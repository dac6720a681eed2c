//! OpenStack compute inventory provider.
//!
//! Authenticates against Keystone v3 with password credentials from the
//! standard `OS_*` environment, finds the compute endpoint in the service
//! catalog, and pages through `servers/detail`.

use async_trait::async_trait;
use parking_lot::Mutex;
use reqwest::StatusCode;
use serde::Deserialize;
use serde_json::{json, Map, Value};
use std::net::IpAddr;
use tracing::{debug, info};

use crate::config::InventoryConfig;
use crate::error::DnsError;
use crate::inventory::{
    AddressEntry, AddressRole, InventoryProvider, InventoryRecord, NetworkInterface,
};

/// Password credentials for the identity service.
#[derive(Clone)]
pub struct NovaCredentials {
    /// Keystone v3 base URL (always ends in `/v3`).
    pub auth_url: String,
    /// User name.
    pub username: String,
    /// Password.
    pub password: String,
    /// Project (tenant) to scope the token to.
    pub project_name: String,
    /// Domain of the user.
    pub user_domain_name: String,
    /// Domain of the project.
    pub project_domain_name: String,
    /// Region to pick endpoints from, if any.
    pub region: Option<String>,
}

impl std::fmt::Debug for NovaCredentials {
    fn fmt(&self, f: &mut std::fmt::Formatter<'_>) -> std::fmt::Result {
        f.debug_struct("NovaCredentials")
            .field("auth_url", &self.auth_url)
            .field("username", &self.username)
            .field("project_name", &self.project_name)
            .field("user_domain_name", &self.user_domain_name)
            .field("project_domain_name", &self.project_domain_name)
            .field("region", &self.region)
            .finish_non_exhaustive()
    }
}

impl NovaCredentials {
    /// Read credentials from the process environment.
    pub fn from_env() -> Result<Self, DnsError> {
        Self::from_lookup(|key| std::env::var(key).ok())
    }

    /// Read credentials through `lookup` (an environment accessor).
    pub fn from_lookup(lookup: impl Fn(&str) -> Option<String>) -> Result<Self, DnsError> {
        let get = |key: &'static str| {
            lookup(key)
                .filter(|v| !v.is_empty())
                .ok_or(DnsError::MissingCredential(key))
        };

        let project_name = get("OS_PROJECT_NAME").or_else(|_| get("OS_TENANT_NAME"))?;

        Ok(Self {
            auth_url: normalize_auth_url(&get("OS_AUTH_URL")?),
            username: get("OS_USERNAME")?,
            password: get("OS_PASSWORD")?,
            project_name,
            user_domain_name: get("OS_USER_DOMAIN_NAME").unwrap_or_else(|_| "Default".into()),
            project_domain_name: get("OS_PROJECT_DOMAIN_NAME")
                .unwrap_or_else(|_| "Default".into()),
            region: get("OS_REGION_NAME").ok(),
        })
    }
}

fn normalize_auth_url(url: &str) -> String {
    let url = url.trim_end_matches('/');
    if url.ends_with("/v3") {
        url.to_string()
    } else {
        format!("{url}/v3")
    }
}

/// Token and endpoint from one successful authentication.
#[derive(Debug, Clone)]
struct Session {
    token: String,
    compute_url: String,
}

/// Compute API client implementing [`InventoryProvider`].
pub struct NovaClient {
    http: reqwest::Client,
    credentials: NovaCredentials,
    interface: String,
    region: Option<String>,
    page_size: u32,
    session: Mutex<Option<Session>>,
}

impl NovaClient {
    /// Create a client. No network traffic happens until the first listing.
    pub fn new(credentials: NovaCredentials, config: &InventoryConfig) -> Result<Self, DnsError> {
        let http = reqwest::Client::builder()
            .timeout(config.provider_timeout())
            .user_agent(concat!("nova-dns/", env!("CARGO_PKG_VERSION")))
            .build()?;

        let region = config.region.clone().or_else(|| credentials.region.clone());

        Ok(Self {
            http,
            credentials,
            interface: config.interface.clone(),
            region,
            page_size: config.page_size,
            session: Mutex::new(None),
        })
    }

    async fn session(&self, renew: bool) -> Result<Session, DnsError> {
        let cached = if renew { None } else { self.session.lock().clone() };
        if let Some(session) = cached {
            return Ok(session);
        }

        let session = self.authenticate().await?;
        *self.session.lock() = Some(session.clone());
        Ok(session)
    }

    async fn authenticate(&self) -> Result<Session, DnsError> {
        let creds = &self.credentials;
        let url = format!("{}/auth/tokens", creds.auth_url);
        let body = json!({
            "auth": {
                "identity": {
                    "methods": ["password"],
                    "password": {
                        "user": {
                            "name": creds.username,
                            "domain": { "name": creds.user_domain_name },
                            "password": creds.password,
                        }
                    }
                },
                "scope": {
                    "project": {
                        "name": creds.project_name,
                        "domain": { "name": creds.project_domain_name },
                    }
                }
            }
        });

        let response = self.http.post(&url).json(&body).send().await?;
        let status = response.status();
        if !status.is_success() {
            return Err(DnsError::Auth(format!("identity service returned {status}")));
        }

        let token = response
            .headers()
            .get("X-Subject-Token")
            .and_then(|v| v.to_str().ok())
            .map(str::to_owned)
            .ok_or_else(|| DnsError::Auth("response carried no X-Subject-Token".into()))?;

        let body: TokenResponse = response.json().await?;
        let compute_url =
            select_endpoint(&body.token.catalog, &self.interface, self.region.as_deref())
                .ok_or_else(|| {
                    DnsError::Auth(format!(
                        "no {} compute endpoint in service catalog{}",
                        self.interface,
                        self.region
                            .as_deref()
                            .map(|r| format!(" for region {r}"))
                            .unwrap_or_default()
                    ))
                })?;

        info!(username = %creds.username, project = %creds.project_name, compute_url = %compute_url, "authenticated to identity service");
        Ok(Session { token, compute_url })
    }

    async fn fetch_servers(&self, session: &Session) -> Result<Fetch, DnsError> {
        let mut url = format!(
            "{}/servers/detail?limit={}",
            session.compute_url.trim_end_matches('/'),
            self.page_size
        );
        let mut servers = Vec::new();

        loop {
            let response = self
                .http
                .get(&url)
                .header("X-Auth-Token", &session.token)
                .header("Accept", "application/json")
                .send()
                .await?;

            let status = response.status();
            if status == StatusCode::UNAUTHORIZED {
                return Ok(Fetch::Unauthorized);
            }
            if !status.is_success() {
                return Err(DnsError::Provider(format!(
                    "compute API returned {status} for {url}"
                )));
            }

            let page: ServerPage = response.json().await?;
            let page_len = page.servers.len();
            let next = page.next_link().map(str::to_owned);
            servers.extend(page.servers);
            debug!(page_len, total = servers.len(), "fetched servers page");

            match next {
                Some(next) if page_len > 0 && next != url => url = next,
                _ => break,
            }
        }

        Ok(Fetch::Servers(servers))
    }
}

enum Fetch {
    Servers(Vec<ServerBody>),
    Unauthorized,
}

#[async_trait]
impl InventoryProvider for NovaClient {
    async fn list_instances(&self) -> Result<Vec<InventoryRecord>, DnsError> {
        let session = self.session(false).await?;
        let servers = match self.fetch_servers(&session).await? {
            Fetch::Servers(servers) => servers,
            Fetch::Unauthorized => {
                debug!("token rejected by compute API, re-authenticating");
                let session = self.session(true).await?;
                match self.fetch_servers(&session).await? {
                    Fetch::Servers(servers) => servers,
                    Fetch::Unauthorized => {
                        return Err(DnsError::Auth(
                            "compute API rejected a freshly issued token".into(),
                        ))
                    }
                }
            }
        };

        Ok(servers.into_iter().map(ServerBody::into_record).collect())
    }
}

// --- Identity API bodies ---

#[derive(Debug, Deserialize)]
struct TokenResponse {
    token: TokenBody,
}

#[derive(Debug, Deserialize)]
struct TokenBody {
    #[serde(default)]
    catalog: Vec<CatalogEntry>,
}

#[derive(Debug, Deserialize)]
struct CatalogEntry {
    #[serde(rename = "type")]
    service_type: String,
    #[serde(default)]
    endpoints: Vec<Endpoint>,
}

#[derive(Debug, Deserialize)]
struct Endpoint {
    interface: String,
    #[serde(default)]
    region: Option<String>,
    #[serde(default)]
    region_id: Option<String>,
    url: String,
}

/// Pick the compute endpoint for `interface`, restricted to `region` if given.
fn select_endpoint(catalog: &[CatalogEntry], interface: &str, region: Option<&str>) -> Option<String> {
    catalog
        .iter()
        .filter(|entry| entry.service_type == "compute")
        .flat_map(|entry| entry.endpoints.iter())
        .find(|ep| {
            ep.interface == interface
                && region.map_or(true, |r| {
                    ep.region.as_deref() == Some(r) || ep.region_id.as_deref() == Some(r)
                })
        })
        .map(|ep| ep.url.clone())
}

// --- Compute API bodies ---

#[derive(Debug, Deserialize)]
struct ServerPage {
    #[serde(default)]
    servers: Vec<ServerBody>,
    #[serde(default)]
    servers_links: Vec<Link>,
}

impl ServerPage {
    fn next_link(&self) -> Option<&str> {
        self.servers_links
            .iter()
            .find(|link| link.rel == "next")
            .map(|link| link.href.as_str())
    }
}

#[derive(Debug, Deserialize)]
struct Link {
    rel: String,
    href: String,
}

#[derive(Debug, Deserialize)]
struct ServerBody {
    name: String,
    /// network name -> addresses; key order is the provider's.
    #[serde(default)]
    addresses: Map<String, Value>,
}

#[derive(Debug, Deserialize)]
struct AddressBody {
    addr: String,
    #[serde(rename = "OS-EXT-IPS:type", default)]
    role: Option<String>,
}

impl ServerBody {
    fn into_record(self) -> InventoryRecord {
        let name = self.name;
        let interfaces = self
            .addresses
            .into_iter()
            .map(|(network, value)| {
                let bodies: Vec<AddressBody> = serde_json::from_value(value).unwrap_or_else(|e| {
                    debug!(server = %name, network = %network, error = %e, "unreadable address list");
                    Vec::new()
                });
                let addresses = bodies
                    .into_iter()
                    .filter_map(|body| parse_address(&name, body))
                    .collect();
                NetworkInterface {
                    name: network,
                    addresses,
                }
            })
            .collect();

        InventoryRecord { name, interfaces }
    }
}

/// Convert one provider address; entries we could never match are dropped.
fn parse_address(server: &str, body: AddressBody) -> Option<AddressEntry> {
    let address: IpAddr = match body.addr.parse() {
        Ok(address) => address,
        Err(_) => {
            debug!(server, addr = %body.addr, "skipping unparseable address");
            return None;
        }
    };
    let role = match body.role.as_deref().map(str::parse::<AddressRole>) {
        Some(Ok(role)) => role,
        _ => {
            debug!(server, addr = %body.addr, role = ?body.role, "skipping address without fixed/floating role");
            return None;
        }
    };
    Some(AddressEntry { address, role })
}
//! Compute-instance inventory records and the provider seam that produces them.

use async_trait::async_trait;
use std::fmt;
use std::net::IpAddr;
use std::str::FromStr;

use crate::error::DnsError;

/// Role an address plays on an instance, as tagged by the provider.
#[derive(Debug, Clone, Copy, PartialEq, Eq, Hash)]
pub enum AddressRole {
    /// Address intrinsic to the instance (tenant network).
    Fixed,
    /// Externally reachable address associated with the instance.
    Floating,
}

impl AddressRole {
    /// Wire/label spelling of the role.
    pub fn as_str(&self) -> &'static str {
        match self {
            AddressRole::Fixed => "fixed",
            AddressRole::Floating => "floating",
        }
    }
}

impl fmt::Display for AddressRole {
    fn fmt(&self, f: &mut fmt::Formatter<'_>) -> fmt::Result {
        f.write_str(self.as_str())
    }
}

impl FromStr for AddressRole {
    type Err = ();

    /// Exact, case-sensitive match on `fixed` / `floating`.
    fn from_str(s: &str) -> Result<Self, Self::Err> {
        match s {
            "fixed" => Ok(AddressRole::Fixed),
            "floating" => Ok(AddressRole::Floating),
            _ => Err(()),
        }
    }
}

/// One address on one interface of an instance.
#[derive(Debug, Clone, PartialEq, Eq)]
pub struct AddressEntry {
    /// IPv4 or IPv6 address; the family is the variant.
    pub address: IpAddr,
    /// Provider-supplied role tag.
    pub role: AddressRole,
}

/// A named network attachment holding addresses in provider order.
#[derive(Debug, Clone, PartialEq, Eq)]
pub struct NetworkInterface {
    /// Network name as reported by the provider.
    pub name: String,
    /// Addresses in provider order.
    pub addresses: Vec<AddressEntry>,
}

/// One compute instance as reported by the inventory provider.
#[derive(Debug, Clone, PartialEq, Eq)]
pub struct InventoryRecord {
    /// Instance name. Not guaranteed unique.
    pub name: String,
    /// Interfaces in provider order.
    pub interfaces: Vec<NetworkInterface>,
}

impl InventoryRecord {
    /// All address entries, interface by interface, in provider order.
    pub fn addresses(&self) -> impl Iterator<Item = &AddressEntry> {
        self.interfaces.iter().flat_map(|i| i.addresses.iter())
    }
}

/// Source of the full current instance list.
///
/// Implementations own authentication and transport; the cache only ever
/// asks for the whole list.
#[async_trait]
pub trait InventoryProvider: Send + Sync {
    /// Fetch every instance visible to this deployment.
    async fn list_instances(&self) -> Result<Vec<InventoryRecord>, DnsError>;
}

━━━━━━━━━━━━━━━━━━━━

#### Work request:
Each line above that contains the word "InventoryConfig" should be returned.

#### Completed task:
use crate::config::InventoryConfig;
    pub fn new(credentials: NovaCredentials, config: &InventoryConfig) -> Result<Self, DnsError> {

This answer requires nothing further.